What the task asks »
Retype all of the entries precisely.

Saved entries:
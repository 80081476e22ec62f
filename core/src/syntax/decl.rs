#![deny(missing_docs)]

//! # Struct Declarations
//!
//! Owned field lists lifted out of a tree-sitter `struct_type` node, and the
//! printer that turns them back into aligned Go source.

use super::node_text;
use super::types::TypeExpr;
use tree_sitter::Node;

/// One field declaration inside a struct type.
///
/// Raw text is kept for the tag, the trailing comment and the doc lines so
/// that printing an unmodified node reproduces it.
#[derive(Debug, Clone, PartialEq, Eq)]
pub struct FieldNode {
    /// Declared names; `X, Y int` has two. Empty for embedded fields.
    pub names: Vec<String>,
    /// Field type. Embedded `*T` is stored as a pointer type.
    pub ty: TypeExpr,
    /// Tag literal including its delimiters.
    pub tag: Option<String>,
    /// Trailing same-line comment including its markers.
    pub comment: Option<String>,
    /// Comment lines directly above the field.
    pub docs: Vec<String>,
}

/// The field list of a struct type.
#[derive(Debug, Clone, Default, PartialEq, Eq)]
pub struct StructDecl {
    /// Field declarations in source order.
    pub fields: Vec<FieldNode>,
    /// Comment lines after the last field.
    pub footer: Vec<String>,
}

impl FieldNode {
    /// A single-name field without tag, comment or docs.
    pub fn new(name: impl Into<String>, ty: TypeExpr) -> Self {
        Self {
            names: vec![name.into()],
            ty,
            tag: None,
            comment: None,
            docs: Vec::new(),
        }
    }

    /// Whether this is an embedded (anonymous) field.
    pub fn is_embedded(&self) -> bool {
        self.names.is_empty()
    }

    fn from_declaration(node: Node<'_>, src: &str) -> Self {
        let mut cursor = node.walk();
        let names: Vec<String> = node
            .children_by_field_name("name", &mut cursor)
            .map(|name| node_text(name, src).to_string())
            .collect();

        let mut ty = node
            .child_by_field_name("type")
            .map(|ty| TypeExpr::from_node(ty, src))
            .unwrap_or_else(TypeExpr::placeholder);

        let mut cursor = node.walk();
        let children: Vec<Node<'_>> = node.children(&mut cursor).collect();

        // Embedded `*T`: the star is a direct token of the declaration.
        if names.is_empty() && children.iter().any(|c| !c.is_named() && c.kind() == "*") {
            ty = TypeExpr::Pointer(Box::new(ty));
        }

        let comment = children
            .iter()
            .find(|c| c.kind() == "comment")
            .map(|c| node_text(*c, src).to_string());

        Self {
            names,
            ty,
            tag: node
                .child_by_field_name("tag")
                .map(|tag| node_text(tag, src).to_string()),
            comment,
            docs: Vec::new(),
        }
    }

    fn cells(&self) -> Vec<String> {
        let mut cells = Vec::with_capacity(4);
        if !self.names.is_empty() {
            cells.push(self.names.join(", "));
        }
        cells.push(self.ty.to_string());
        if let Some(tag) = &self.tag {
            cells.push(tag.clone());
        }
        if let Some(comment) = &self.comment {
            cells.push(comment.clone());
        }
        cells
    }
}

impl StructDecl {
    /// Lifts a tree-sitter `struct_type` node.
    ///
    /// A comment that starts on the row where the previous field ends is that
    /// field's trailing comment; any other comment becomes a doc line of the
    /// next field, or part of the footer.
    pub(crate) fn from_struct_type(node: Node<'_>, src: &str) -> Self {
        let mut cursor = node.walk();
        let list = node
            .named_children(&mut cursor)
            .find(|child| child.kind() == "field_declaration_list");
        let Some(list) = list else {
            return Self::default();
        };

        let mut fields: Vec<FieldNode> = Vec::new();
        let mut pending = Vec::new();
        let mut last_row = None;

        let mut cursor = list.walk();
        for child in list.named_children(&mut cursor) {
            match child.kind() {
                "field_declaration" => {
                    let mut field = FieldNode::from_declaration(child, src);
                    field.docs = std::mem::take(&mut pending);
                    last_row = Some(child.end_position().row);
                    fields.push(field);
                }
                "comment" => {
                    let text = node_text(child, src).to_string();
                    let trailing = last_row == Some(child.start_position().row);
                    match fields.last_mut() {
                        Some(field) if trailing && field.comment.is_none() => {
                            field.comment = Some(text);
                        }
                        _ => pending.push(text),
                    }
                }
                _ => {}
            }
        }

        Self {
            fields,
            footer: pending,
        }
    }

    /// Prints the struct type over multiple lines.
    ///
    /// `indent` is the indentation of the line holding the `struct` keyword;
    /// fields are indented one tab deeper. Name, type, tag and comment cells
    /// are aligned in columns the way gofmt aligns them.
    pub fn render(&self, indent: &str) -> String {
        let mut code = String::from("struct {\n");
        let rows: Vec<Vec<String>> = self.fields.iter().map(FieldNode::cells).collect();
        let lines = align_rows(&rows);

        for (field, line) in self.fields.iter().zip(lines) {
            for doc in &field.docs {
                code.push_str(&format!("{}\t{}\n", indent, doc));
            }
            code.push_str(&format!("{}\t{}\n", indent, line));
        }
        for doc in &self.footer {
            code.push_str(&format!("{}\t{}\n", indent, doc));
        }

        code.push_str(indent);
        code.push('}');
        code
    }

    /// Prints the struct type on a single line, dropping comments.
    pub fn render_inline(&self) -> String {
        if self.fields.is_empty() {
            return "struct{}".to_string();
        }
        let fields: Vec<String> = self
            .fields
            .iter()
            .map(|field| {
                let mut cells = Vec::new();
                if !field.names.is_empty() {
                    cells.push(field.names.join(", "));
                }
                cells.push(field.ty.to_string());
                if let Some(tag) = &field.tag {
                    cells.push(tag.clone());
                }
                cells.join(" ")
            })
            .collect();
        format!("struct{{ {} }}", fields.join("; "))
    }
}

/// Pads cells into columns.
///
/// A cell only takes part in alignment when another cell follows it on the
/// same row; a column block is a run of consecutive rows where that holds.
fn align_rows(rows: &[Vec<String>]) -> Vec<String> {
    let max_cols = rows.iter().map(Vec::len).max().unwrap_or(0);
    let mut widths = vec![vec![0usize; max_cols]; rows.len()];

    for col in 0..max_cols {
        let mut start = 0;
        while start < rows.len() {
            if rows[start].len() <= col + 1 {
                start += 1;
                continue;
            }
            let mut end = start;
            while end < rows.len() && rows[end].len() > col + 1 {
                end += 1;
            }
            let width = rows[start..end]
                .iter()
                .map(|row| row[col].chars().count())
                .max()
                .unwrap_or(0);
            for row_widths in &mut widths[start..end] {
                row_widths[col] = width;
            }
            start = end;
        }
    }

    rows.iter()
        .zip(widths)
        .map(|(row, row_widths)| {
            let mut line = String::new();
            for (i, cell) in row.iter().enumerate() {
                line.push_str(cell);
                if i + 1 < row.len() {
                    let pad = row_widths[i].saturating_sub(cell.chars().count()) + 1;
                    line.push_str(&" ".repeat(pad));
                }
            }
            line
        })
        .collect()
}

The answer »
repository 80081476e22ec62f
filename core/src/syntax/decl.rs
#![deny(missing_docs)]

//! # Struct Declarations
//!
//! Owned field lists lifted out of a tree-sitter `struct_type` node, and the
//! printer that turns them back into aligned Go source.

use super::node_text;
use super::types::TypeExpr;
use tree_sitter::Node;

/// One field declaration inside a struct type.
///
/// Raw text is kept for the tag, the trailing comment and the doc lines so
/// that printing an unmodified node reproduces it.
#[derive(Debug, Clone, PartialEq, Eq)]
pub struct FieldNode {
    /// Declared names; `X, Y int` has two. Empty for embedded fields.
    pub names: Vec<String>,
    /// Field type. Embedded `*T` is stored as a pointer type.
    pub ty: TypeExpr,
    /// Tag literal including its delimiters.
    pub tag: Option<String>,
    /// Trailing same-line comment including its markers.
    pub comment: Option<String>,
    /// Comment lines directly above the field.
    pub docs: Vec<String>,
}

/// The field list of a struct type.
#[derive(Debug, Clone, Default, PartialEq, Eq)]
pub struct StructDecl {
    /// Field declarations in source order.
    pub fields: Vec<FieldNode>,
    /// Comment lines after the last field.
    pub footer: Vec<String>,
}

impl FieldNode {
    /// A single-name field without tag, comment or docs.
    pub fn new(name: impl Into<String>, ty: TypeExpr) -> Self {
        Self {
            names: vec![name.into()],
            ty,
            tag: None,
            comment: None,
            docs: Vec::new(),
        }
    }

    /// Whether this is an embedded (anonymous) field.
    pub fn is_embedded(&self) -> bool {
        self.names.is_empty()
    }

    fn from_declaration(node: Node<'_>, src: &str) -> Self {
        let mut cursor = node.walk();
        let names: Vec<String> = node
            .children_by_field_name("name", &mut cursor)
            .map(|name| node_text(name, src).to_string())
            .collect();

        let mut ty = node
            .child_by_field_name("type")
            .map(|ty| TypeExpr::from_node(ty, src))
            .unwrap_or_else(TypeExpr::placeholder);

        let mut cursor = node.walk();
        let children: Vec<Node<'_>> = node.children(&mut cursor).collect();

        // Embedded `*T`: the star is a direct token of the declaration.
        if names.is_empty() && children.iter().any(|c| !c.is_named() && c.kind() == "*") {
            ty = TypeExpr::Pointer(Box::new(ty));
        }

        let comment = children
            .iter()
            .find(|c| c.kind() == "comment")
            .map(|c| node_text(*c, src).to_string());

        Self {
            names,
            ty,
            tag: node
                .child_by_field_name("tag")
                .map(|tag| node_text(tag, src).to_string()),
            comment,
            docs: Vec::new(),
        }
    }

    fn cells(&self) -> Vec<String> {
        let mut cells = Vec::with_capacity(4);
        if !self.names.is_empty() {
            cells.push(self.names.join(", "));
        }
        cells.push(self.ty.to_string());
        if let Some(tag) = &self.tag {
            cells.push(tag.clone());
        }
        if let Some(comment) = &self.comment {
            cells.push(comment.clone());
        }
        cells
    }
}

impl StructDecl {
    /// Lifts a tree-sitter `struct_type` node.
    ///
    /// A comment that starts on the row where the previous field ends is that
    /// field's trailing comment; any other comment becomes a doc line of the
    /// next field, or part of the footer.
    pub(crate) fn from_struct_type(node: Node<'_>, src: &str) -> Self {
        let mut cursor = node.walk();
        let list = node
            .named_children(&mut cursor)
            .find(|child| child.kind() == "field_declaration_list");
        let Some(list) = list else {
            return Self::default();
        };

        let mut fields: Vec<FieldNode> = Vec::new();
        let mut pending = Vec::new();
        let mut last_row = None;

        let mut cursor = list.walk();
        for child in list.named_children(&mut cursor) {
            match child.kind() {
                "field_declaration" => {
                    let mut field = FieldNode::from_declaration(child, src);
                    field.docs = std::mem::take(&mut pending);
                    last_row = Some(child.end_position().row);
                    fields.push(field);
                }
                "comment" => {
                    let text = node_text(child, src).to_string();
                    let trailing = last_row == Some(child.start_position().row);
                    match fields.last_mut() {
                        Some(field) if trailing && field.comment.is_none() => {
                            field.comment = Some(text);
                        }
                        _ => pending.push(text),
                    }
                }
                _ => {}
            }
        }

        Self {
            fields,
            footer: pending,
        }
    }

    /// Prints the struct type over multiple lines.
    ///
    /// `indent` is the indentation of the line holding the `struct` keyword;
    /// fields are indented one tab deeper. Name, type, tag and comment cells
    /// are aligned in columns the way gofmt aligns them.
    pub fn render(&self, indent: &str) -> String {
        let mut code = String::from("struct {\n");
        let rows: Vec<Vec<String>> = self.fields.iter().map(FieldNode::cells).collect();
        let lines = align_rows(&rows);

        for (field, line) in self.fields.iter().zip(lines) {
            for doc in &field.docs {
                code.push_str(&format!("{}\t{}\n", indent, doc));
            }
            code.push_str(&format!("{}\t{}\n", indent, line));
        }
        for doc in &self.footer {
            code.push_str(&format!("{}\t{}\n", indent, doc));
        }

        code.push_str(indent);
        code.push('}');
        code
    }

    /// Prints the struct type on a single line, dropping comments.
    pub fn render_inline(&self) -> String {
        if self.fields.is_empty() {
            return "struct{}".to_string();
        }
        let fields: Vec<String> = self
            .fields
            .iter()
            .map(|field| {
                let mut cells = Vec::new();
                if !field.names.is_empty() {
                    cells.push(field.names.join(", "));
                }
                cells.push(field.ty.to_string());
                if let Some(tag) = &field.tag {
                    cells.push(tag.clone());
                }
                cells.join(" ")
            })
            .collect();
        format!("struct{{ {} }}", fields.join("; "))
    }
}

/// Pads cells into columns.
///
/// A cell only takes part in alignment when another cell follows it on the
/// same row; a column block is a run of consecutive rows where that holds.
fn align_rows(rows: &[Vec<String>]) -> Vec<String> {
    let max_cols = rows.iter().map(Vec::len).max().unwrap_or(0);
    let mut widths = vec![vec![0usize; max_cols]; rows.len()];

    for col in 0..max_cols {
        let mut start = 0;
        while start < rows.len() {
            if rows[start].len() <= col + 1 {
                start += 1;
                continue;
            }
            let mut end = start;
            while end < rows.len() && rows[end].len() > col + 1 {
                end += 1;
            }
            let width = rows[start..end]
                .iter()
                .map(|row| row[col].chars().count())
                .max()
                .unwrap_or(0);
            for row_widths in &mut widths[start..end] {
                row_widths[col] = width;
            }
            start = end;
        }
    }

    rows.iter()
        .zip(widths)
        .map(|(row, row_widths)| {
            let mut line = String::new();
            for (i, cell) in row.iter().enumerate() {
                line.push_str(cell);
                if i + 1 < row.len() {
                    let pad = row_widths[i].saturating_sub(cell.chars().count()) + 1;
                    line.push_str(&" ".repeat(pad));
                }
            }
            line
        })
        .collect()
}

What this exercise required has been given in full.